Duendes gordinflones rebotaban risas entre los espejos de aquella habitación blanca mientras un hombre y una mujer mojaban luciérnagas de primavera en la recta final de un otoño sin orejas, completamente sordo al frío.
Aquella cama estremecía alientos de sueños viejos, escondidos, que salían de debajo de la alfombra. Michael redondeaba unos pezones rosados con su boca desgranada mientras ella, sobre aquel hombre, engrasaba ondas rítmicas, curvas a granel, marea desmedida y fruncida entre los dos hasta que una bomba rellana con azúcar de arco iris se vació contra los cuerpos desnudos de ambos.
Abrazados y agotados se fugaron con sueños retratados por la pareja, durante minutos, cosquilleándoles los tobillos. Al cabo de un tiempo Michael se desprendió de aquella jaula de semillas plastificada.
-Me gustaría dejar de usarlos alguna vez...- susurró dulce el amante. Ella sonrió.
La convivencia entre ambos era fácil, nunca había peleas y los puntos de vista diferentes acababan por diluirse en razonamientos en los que a veces podía uno y a veces otro. Lo tenían casi como un juego entre ellos. El carácter pacífico y sereno de Michael dormía todo comienzo de enfado.
Siempre tenían cosas para hacer en casa, un grifo que reparar, unas luces que conectar, unas plantas por regar...Michael se encargaba de todo eso.
Disfrutaban de la casa los dos. A veces encendían el equipo de música y se ponían a bailar cuerpo frente a cuerpo, a la luz de la luna rechinada en la lámpara de la chimenea. Todo era maravilloso...aunque el corazón de la muchacha continuara lastimado.
Aquel día en el buzón había una carta recortada con un sobre de avión. Era de Costa Rica. De Pablo.
“Mi adorada reinita, cómo te extraño cada día, cada minuto, cómo extraño tu voz recortada en el viento de tus manos, tu pájaro azul prendido en esas mejillas pálidas que amo tanto. Nada es como vos, extraño cada cosa tuya, tu perfume, tu cuerpo frágil entre mis manos. ¿Por qué no estás conmigo si aún sos mía?
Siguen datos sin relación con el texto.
use std::f64::consts::PI;

use uom::si::f64::{Area, Length, MassDensity, MassRate, Velocity, VolumeRate};

use crate::support::constraint::{Constrained, StrictlyPositive};

use super::FlowSpecError;

/// A flow specification: exactly one of velocity, volumetric flow, or mass flow.
///
/// The fields are public options so a specification can be assembled
/// field-by-field (e.g., from optional user input); the exactly-one-of-three
/// rule is enforced when the specification is resolved, with distinct errors
/// for an empty and an over-filled specification.
#[derive(Debug, Clone, Copy, Default, PartialEq)]
pub struct FlowSpec {
    /// Mean flow velocity.
    pub velocity: Option<Velocity>,

    /// Volumetric flow rate.
    pub volumetric_flow: Option<VolumeRate>,

    /// Mass flow rate.
    pub mass_flow: Option<MassRate>,
}

impl FlowSpec {
    /// A specification giving the mean flow velocity directly.
    #[must_use]
    pub fn from_velocity(velocity: Velocity) -> Self {
        Self {
            velocity: Some(velocity),
            ..Self::default()
        }
    }

    /// A specification giving the volumetric flow rate.
    #[must_use]
    pub fn from_volumetric_flow(volumetric_flow: VolumeRate) -> Self {
        Self {
            volumetric_flow: Some(volumetric_flow),
            ..Self::default()
        }
    }

    /// A specification giving the mass flow rate.
    #[must_use]
    pub fn from_mass_flow(mass_flow: MassRate) -> Self {
        Self {
            mass_flow: Some(mass_flow),
            ..Self::default()
        }
    }

    /// Resolves this specification to a velocity through a circular pipe.
    ///
    /// A volumetric flow is divided by the flow area `π D² / 4`; a mass flow
    /// is first converted to a volumetric flow with the fluid density; a
    /// velocity passes through unchanged.
    ///
    /// # Errors
    ///
    /// Returns [`FlowSpecError::Underspecified`] when no flow quantity is
    /// given and [`FlowSpecError::Overspecified`] when more than one is.
    pub fn resolve_velocity(
        &self,
        diameter: Constrained<Length, StrictlyPositive>,
        density: Constrained<MassDensity, StrictlyPositive>,
    ) -> Result<Velocity, FlowSpecError> {
        let given = usize::from(self.velocity.is_some())
            + usize::from(self.volumetric_flow.is_some())
            + usize::from(self.mass_flow.is_some());
        if given == 0 {
            return Err(FlowSpecError::Underspecified);
        }
        if given > 1 {
            return Err(FlowSpecError::Overspecified);
        }

        let d = diameter.into_inner();
        let flow_area: Area = PI * d * d / 4.0;

        let velocity = if let Some(velocity) = self.velocity {
            velocity
        } else if let Some(volumetric_flow) = self.volumetric_flow {
            volumetric_flow / flow_area
        } else if let Some(mass_flow) = self.mass_flow {
            mass_flow / density.into_inner() / flow_area
        } else {
            unreachable!("exactly one flow quantity is present")
        };

        Ok(velocity)
    }
}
No me importa que no contestés a mis cartas, no me importa que colgués el teléfono nada más oír mi voz. Sé que vivís con otro hombre, que ocupa el lugar que yo ocupé un día. Pero jamás me quitará lo que es mío. Sos sólo mía y yo te amo como antes, más que antes, con más furia, con más anhelo. Sueño con tu cuerpo, abierto de par en par en mi cama, en esta cama que grita tu nombre. No olvidés que seguís siendo mi esposa y que lo serás siempre. Vos me pertenecés. Te amo.
Pablo."
No entendía cómo aún le afectaba tanto. Cómo tenía el atrevimiento de seguir con ese juego, de seguir diciendo todas esas palabras tan vacías para ella.
Aquel fin de semana comenzó el viernes a las dos y media. Michael iría a buscarla al trabajo. Los compañeros de Raquel, que un día conocieron al que fue su esposo, conocieron también el final de su relación y el deterioro de una salud cada día más frágil, tan visiblemente rota en los últimos meses de matrimonio, ahora se alegraban de verla otra vez feliz. Formaban como una gran familia de trabajo y era agradable contar con el apoyo de todos.
Después de salir de allí se dirigieron en el coche a la casa de sus padres. Habían quedado en almorzar todos juntos.
La familia de Raquel conocía al que ahora era el novio de su hija desde antes de casarse, desde que sólo era su profesor de inglés y gustaba a todos.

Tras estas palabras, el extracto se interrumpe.